WHAT YOU HAVE TO DO: Scan the records for the word "ControlLink". Report each line where it occurs.

[Dataset items]
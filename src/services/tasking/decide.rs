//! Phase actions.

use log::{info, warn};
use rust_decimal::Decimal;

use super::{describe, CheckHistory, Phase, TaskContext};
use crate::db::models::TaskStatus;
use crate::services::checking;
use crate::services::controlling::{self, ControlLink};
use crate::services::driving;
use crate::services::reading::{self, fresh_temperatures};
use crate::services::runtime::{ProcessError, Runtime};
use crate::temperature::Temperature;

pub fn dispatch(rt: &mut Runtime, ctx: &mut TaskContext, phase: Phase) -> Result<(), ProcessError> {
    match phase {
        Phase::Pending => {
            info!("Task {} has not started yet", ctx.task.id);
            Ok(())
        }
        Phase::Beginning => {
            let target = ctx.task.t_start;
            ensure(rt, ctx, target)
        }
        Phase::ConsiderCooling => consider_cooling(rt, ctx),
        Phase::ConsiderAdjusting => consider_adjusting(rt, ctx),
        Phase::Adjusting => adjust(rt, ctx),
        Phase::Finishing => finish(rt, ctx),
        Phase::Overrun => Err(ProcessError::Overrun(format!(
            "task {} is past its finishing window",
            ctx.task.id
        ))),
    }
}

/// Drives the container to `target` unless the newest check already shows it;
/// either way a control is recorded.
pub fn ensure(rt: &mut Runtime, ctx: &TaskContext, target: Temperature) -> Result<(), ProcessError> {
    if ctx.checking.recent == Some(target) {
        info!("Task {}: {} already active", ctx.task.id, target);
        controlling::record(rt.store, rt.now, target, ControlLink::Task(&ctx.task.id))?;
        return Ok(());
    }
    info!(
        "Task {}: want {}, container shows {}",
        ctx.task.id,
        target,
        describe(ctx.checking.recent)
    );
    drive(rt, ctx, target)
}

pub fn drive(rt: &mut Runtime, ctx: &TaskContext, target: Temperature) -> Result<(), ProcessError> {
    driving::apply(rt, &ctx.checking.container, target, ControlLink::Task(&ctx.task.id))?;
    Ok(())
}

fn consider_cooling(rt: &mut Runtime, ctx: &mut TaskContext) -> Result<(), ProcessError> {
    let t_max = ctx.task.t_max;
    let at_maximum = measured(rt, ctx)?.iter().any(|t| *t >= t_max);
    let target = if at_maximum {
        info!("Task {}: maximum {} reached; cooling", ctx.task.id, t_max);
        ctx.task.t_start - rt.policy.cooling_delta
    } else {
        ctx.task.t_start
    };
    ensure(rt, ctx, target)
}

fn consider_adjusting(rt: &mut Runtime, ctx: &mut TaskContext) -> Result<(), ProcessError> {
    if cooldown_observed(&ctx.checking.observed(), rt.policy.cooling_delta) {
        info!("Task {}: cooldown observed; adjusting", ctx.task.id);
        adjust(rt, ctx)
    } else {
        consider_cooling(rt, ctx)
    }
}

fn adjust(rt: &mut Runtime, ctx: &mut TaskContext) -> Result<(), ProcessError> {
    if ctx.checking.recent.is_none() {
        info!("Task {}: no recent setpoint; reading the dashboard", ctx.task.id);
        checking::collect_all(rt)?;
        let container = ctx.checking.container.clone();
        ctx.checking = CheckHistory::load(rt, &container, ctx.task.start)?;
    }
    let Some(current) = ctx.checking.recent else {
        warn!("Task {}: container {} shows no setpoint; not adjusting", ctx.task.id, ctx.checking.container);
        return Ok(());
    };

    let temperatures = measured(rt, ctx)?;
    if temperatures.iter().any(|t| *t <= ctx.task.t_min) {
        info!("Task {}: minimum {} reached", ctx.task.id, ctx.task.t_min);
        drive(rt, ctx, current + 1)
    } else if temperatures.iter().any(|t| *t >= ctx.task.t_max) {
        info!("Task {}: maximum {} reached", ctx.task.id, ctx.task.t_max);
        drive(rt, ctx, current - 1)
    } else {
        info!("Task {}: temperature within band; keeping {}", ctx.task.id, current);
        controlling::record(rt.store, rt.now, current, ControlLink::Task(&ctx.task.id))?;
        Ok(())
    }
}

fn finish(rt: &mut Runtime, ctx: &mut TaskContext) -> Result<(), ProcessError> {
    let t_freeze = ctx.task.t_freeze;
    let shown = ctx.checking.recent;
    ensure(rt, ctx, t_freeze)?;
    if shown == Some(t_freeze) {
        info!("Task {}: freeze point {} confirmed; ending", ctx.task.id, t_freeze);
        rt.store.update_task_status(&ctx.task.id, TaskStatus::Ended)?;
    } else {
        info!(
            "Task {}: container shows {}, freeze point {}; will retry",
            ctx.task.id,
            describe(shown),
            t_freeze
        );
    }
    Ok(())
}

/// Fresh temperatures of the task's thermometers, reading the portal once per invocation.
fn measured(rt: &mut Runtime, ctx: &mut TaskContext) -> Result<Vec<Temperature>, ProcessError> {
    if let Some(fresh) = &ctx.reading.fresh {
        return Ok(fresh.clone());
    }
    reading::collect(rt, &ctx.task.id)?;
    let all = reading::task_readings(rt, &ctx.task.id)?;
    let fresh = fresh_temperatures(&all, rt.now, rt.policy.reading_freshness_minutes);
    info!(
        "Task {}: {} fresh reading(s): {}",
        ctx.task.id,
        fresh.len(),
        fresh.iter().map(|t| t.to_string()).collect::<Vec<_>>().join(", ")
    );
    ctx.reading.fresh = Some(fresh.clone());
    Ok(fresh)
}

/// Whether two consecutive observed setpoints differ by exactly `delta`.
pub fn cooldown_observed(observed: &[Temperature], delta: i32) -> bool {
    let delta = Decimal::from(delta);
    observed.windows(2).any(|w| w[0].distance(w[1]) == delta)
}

==

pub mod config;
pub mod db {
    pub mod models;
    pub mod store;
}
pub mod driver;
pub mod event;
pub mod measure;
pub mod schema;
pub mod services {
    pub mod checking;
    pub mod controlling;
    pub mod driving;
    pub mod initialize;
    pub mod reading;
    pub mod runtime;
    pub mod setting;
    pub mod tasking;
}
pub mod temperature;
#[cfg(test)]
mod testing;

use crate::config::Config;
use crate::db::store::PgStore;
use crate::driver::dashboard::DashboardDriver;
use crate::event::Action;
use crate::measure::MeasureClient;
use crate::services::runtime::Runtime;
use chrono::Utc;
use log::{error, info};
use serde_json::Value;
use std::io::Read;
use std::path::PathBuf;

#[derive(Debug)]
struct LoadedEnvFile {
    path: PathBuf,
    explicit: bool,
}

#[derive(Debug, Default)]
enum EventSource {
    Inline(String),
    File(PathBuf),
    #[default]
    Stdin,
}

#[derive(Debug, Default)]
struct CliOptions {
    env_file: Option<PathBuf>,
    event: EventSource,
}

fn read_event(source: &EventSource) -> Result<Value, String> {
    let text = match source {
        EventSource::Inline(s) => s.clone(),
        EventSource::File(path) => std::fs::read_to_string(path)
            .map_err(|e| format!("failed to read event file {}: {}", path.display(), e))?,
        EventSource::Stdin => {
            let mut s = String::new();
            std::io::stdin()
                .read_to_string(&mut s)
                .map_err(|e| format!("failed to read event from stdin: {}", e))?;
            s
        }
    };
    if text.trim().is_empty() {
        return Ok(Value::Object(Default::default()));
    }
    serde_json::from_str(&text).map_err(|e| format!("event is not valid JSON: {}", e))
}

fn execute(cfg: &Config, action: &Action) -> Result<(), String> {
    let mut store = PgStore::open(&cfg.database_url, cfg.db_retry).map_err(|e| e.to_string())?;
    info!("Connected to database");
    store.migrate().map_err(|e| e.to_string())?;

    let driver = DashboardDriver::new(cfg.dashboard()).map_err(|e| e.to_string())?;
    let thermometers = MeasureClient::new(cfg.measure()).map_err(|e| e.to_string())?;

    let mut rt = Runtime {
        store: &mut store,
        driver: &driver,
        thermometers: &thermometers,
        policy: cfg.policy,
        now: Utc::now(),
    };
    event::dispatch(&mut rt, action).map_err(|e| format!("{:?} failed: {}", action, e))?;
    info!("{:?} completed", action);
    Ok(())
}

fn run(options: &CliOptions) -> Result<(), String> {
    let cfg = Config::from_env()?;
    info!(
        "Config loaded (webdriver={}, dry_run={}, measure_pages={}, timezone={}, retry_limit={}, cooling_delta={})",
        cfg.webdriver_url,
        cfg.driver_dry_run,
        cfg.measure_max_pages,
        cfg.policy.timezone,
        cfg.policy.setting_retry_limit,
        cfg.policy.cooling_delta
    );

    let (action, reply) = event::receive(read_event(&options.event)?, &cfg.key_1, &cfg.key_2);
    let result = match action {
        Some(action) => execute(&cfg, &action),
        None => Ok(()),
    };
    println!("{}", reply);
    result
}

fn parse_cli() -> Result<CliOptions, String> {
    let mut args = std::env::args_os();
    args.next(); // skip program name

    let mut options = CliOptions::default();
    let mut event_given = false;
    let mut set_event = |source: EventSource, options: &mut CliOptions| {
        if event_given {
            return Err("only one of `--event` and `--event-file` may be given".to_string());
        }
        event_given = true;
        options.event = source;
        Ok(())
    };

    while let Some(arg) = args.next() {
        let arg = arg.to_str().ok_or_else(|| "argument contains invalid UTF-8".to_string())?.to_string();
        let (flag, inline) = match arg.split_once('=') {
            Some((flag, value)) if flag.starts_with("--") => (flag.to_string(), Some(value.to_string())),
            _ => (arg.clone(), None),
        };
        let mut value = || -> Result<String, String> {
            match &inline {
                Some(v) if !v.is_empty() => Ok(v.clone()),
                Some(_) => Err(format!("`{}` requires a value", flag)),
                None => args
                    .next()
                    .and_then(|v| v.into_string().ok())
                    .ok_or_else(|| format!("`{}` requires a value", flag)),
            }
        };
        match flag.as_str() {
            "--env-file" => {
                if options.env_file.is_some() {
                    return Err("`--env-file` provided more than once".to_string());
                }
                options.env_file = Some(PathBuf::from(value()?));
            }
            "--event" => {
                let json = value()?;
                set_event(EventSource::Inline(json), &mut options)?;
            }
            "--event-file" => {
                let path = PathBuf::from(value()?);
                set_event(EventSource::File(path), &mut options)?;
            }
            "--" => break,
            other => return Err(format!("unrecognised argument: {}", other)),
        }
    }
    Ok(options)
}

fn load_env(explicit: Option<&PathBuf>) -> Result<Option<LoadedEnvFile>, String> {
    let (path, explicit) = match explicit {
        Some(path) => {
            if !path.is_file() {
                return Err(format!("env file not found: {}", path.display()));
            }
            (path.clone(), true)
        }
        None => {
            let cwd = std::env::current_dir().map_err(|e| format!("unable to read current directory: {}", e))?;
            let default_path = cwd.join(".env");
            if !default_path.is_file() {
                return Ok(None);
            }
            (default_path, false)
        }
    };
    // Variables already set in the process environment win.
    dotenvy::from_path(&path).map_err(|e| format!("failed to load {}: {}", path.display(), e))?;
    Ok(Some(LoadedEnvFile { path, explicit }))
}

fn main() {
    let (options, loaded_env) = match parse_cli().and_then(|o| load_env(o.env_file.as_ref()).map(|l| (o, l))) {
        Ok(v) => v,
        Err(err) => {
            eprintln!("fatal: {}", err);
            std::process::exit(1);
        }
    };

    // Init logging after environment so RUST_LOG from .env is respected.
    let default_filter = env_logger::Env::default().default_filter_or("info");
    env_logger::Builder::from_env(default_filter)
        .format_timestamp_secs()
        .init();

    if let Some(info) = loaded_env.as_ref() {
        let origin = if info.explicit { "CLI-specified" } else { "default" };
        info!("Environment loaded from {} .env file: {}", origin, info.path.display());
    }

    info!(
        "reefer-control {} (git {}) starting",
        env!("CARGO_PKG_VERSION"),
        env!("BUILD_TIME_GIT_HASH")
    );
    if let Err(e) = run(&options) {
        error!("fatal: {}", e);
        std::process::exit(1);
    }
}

WRITTEN REPLY:
use crate::services::controlling::{self, ControlLink};
        controlling::record(rt.store, rt.now, target, ControlLink::Task(&ctx.task.id))?;
    driving::apply(rt, &ctx.checking.container, target, ControlLink::Task(&ctx.task.id))?;
        controlling::record(rt.store, rt.now, current, ControlLink::Task(&ctx.task.id))?;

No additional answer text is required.